Copy every line in the listing that contains "Creates".

------------------------------

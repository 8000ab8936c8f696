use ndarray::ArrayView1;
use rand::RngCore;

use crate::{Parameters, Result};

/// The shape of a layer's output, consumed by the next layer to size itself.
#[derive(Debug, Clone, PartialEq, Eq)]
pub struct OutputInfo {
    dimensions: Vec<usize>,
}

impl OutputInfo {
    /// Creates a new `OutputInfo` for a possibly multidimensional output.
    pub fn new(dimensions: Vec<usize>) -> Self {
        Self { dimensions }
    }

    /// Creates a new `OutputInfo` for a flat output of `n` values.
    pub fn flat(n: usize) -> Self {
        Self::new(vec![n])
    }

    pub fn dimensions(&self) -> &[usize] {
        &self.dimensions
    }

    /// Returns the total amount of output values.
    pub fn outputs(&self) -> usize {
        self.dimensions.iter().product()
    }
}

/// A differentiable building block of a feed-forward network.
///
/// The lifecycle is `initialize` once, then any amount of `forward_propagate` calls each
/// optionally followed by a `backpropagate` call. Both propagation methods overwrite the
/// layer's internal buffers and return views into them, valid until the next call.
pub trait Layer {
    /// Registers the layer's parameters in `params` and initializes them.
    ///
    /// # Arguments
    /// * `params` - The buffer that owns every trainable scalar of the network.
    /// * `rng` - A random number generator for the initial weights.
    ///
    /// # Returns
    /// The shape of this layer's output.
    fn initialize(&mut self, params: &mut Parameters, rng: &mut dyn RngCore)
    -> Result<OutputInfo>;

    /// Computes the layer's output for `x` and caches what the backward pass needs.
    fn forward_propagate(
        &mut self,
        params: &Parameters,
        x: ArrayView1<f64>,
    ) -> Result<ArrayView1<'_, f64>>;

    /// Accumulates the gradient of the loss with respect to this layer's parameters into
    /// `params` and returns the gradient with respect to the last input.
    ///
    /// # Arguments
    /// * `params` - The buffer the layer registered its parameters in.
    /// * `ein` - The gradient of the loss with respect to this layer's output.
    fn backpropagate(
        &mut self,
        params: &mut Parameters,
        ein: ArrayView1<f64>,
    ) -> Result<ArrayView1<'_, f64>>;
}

------------------------------

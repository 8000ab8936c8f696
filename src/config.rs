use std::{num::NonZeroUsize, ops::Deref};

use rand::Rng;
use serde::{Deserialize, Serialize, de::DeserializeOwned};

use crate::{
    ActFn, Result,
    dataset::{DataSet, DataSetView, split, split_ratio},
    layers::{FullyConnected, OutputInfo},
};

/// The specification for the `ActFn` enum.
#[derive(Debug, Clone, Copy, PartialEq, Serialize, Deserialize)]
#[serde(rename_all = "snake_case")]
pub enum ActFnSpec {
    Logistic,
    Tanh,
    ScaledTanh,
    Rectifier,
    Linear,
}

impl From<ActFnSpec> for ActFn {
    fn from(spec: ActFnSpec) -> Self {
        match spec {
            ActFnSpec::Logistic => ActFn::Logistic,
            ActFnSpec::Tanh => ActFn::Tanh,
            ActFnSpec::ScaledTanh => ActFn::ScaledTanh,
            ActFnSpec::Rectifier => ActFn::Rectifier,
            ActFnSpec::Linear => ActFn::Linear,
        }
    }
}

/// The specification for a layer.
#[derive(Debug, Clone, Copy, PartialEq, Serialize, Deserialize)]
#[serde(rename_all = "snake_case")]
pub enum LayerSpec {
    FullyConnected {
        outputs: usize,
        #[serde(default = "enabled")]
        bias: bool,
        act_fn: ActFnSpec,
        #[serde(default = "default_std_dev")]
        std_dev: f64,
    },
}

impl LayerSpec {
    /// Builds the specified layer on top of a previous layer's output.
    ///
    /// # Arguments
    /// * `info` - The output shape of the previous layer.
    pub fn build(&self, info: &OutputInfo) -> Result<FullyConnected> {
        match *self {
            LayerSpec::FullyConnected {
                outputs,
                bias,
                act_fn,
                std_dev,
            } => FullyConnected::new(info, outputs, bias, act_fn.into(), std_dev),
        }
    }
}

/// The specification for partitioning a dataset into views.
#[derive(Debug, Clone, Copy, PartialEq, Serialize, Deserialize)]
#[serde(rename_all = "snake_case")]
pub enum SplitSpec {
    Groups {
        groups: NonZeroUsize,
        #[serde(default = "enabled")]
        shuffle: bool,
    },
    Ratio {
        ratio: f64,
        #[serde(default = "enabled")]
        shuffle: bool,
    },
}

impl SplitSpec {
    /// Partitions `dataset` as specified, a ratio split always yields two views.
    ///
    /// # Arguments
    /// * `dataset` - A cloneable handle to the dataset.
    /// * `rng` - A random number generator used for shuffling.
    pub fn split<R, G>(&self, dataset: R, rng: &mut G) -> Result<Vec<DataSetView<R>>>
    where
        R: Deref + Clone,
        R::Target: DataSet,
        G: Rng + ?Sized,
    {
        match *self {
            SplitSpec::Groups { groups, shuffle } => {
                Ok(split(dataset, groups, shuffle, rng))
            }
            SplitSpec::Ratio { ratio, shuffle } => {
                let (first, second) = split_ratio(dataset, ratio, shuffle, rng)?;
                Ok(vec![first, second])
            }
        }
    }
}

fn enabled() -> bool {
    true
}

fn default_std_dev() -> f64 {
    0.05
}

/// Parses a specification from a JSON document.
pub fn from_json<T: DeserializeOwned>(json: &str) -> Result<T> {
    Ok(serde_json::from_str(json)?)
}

------------------------------

_Reply_
    /// Creates a new `OutputInfo` for a possibly multidimensional output.
    /// Creates a new `OutputInfo` for a flat output of `n` values.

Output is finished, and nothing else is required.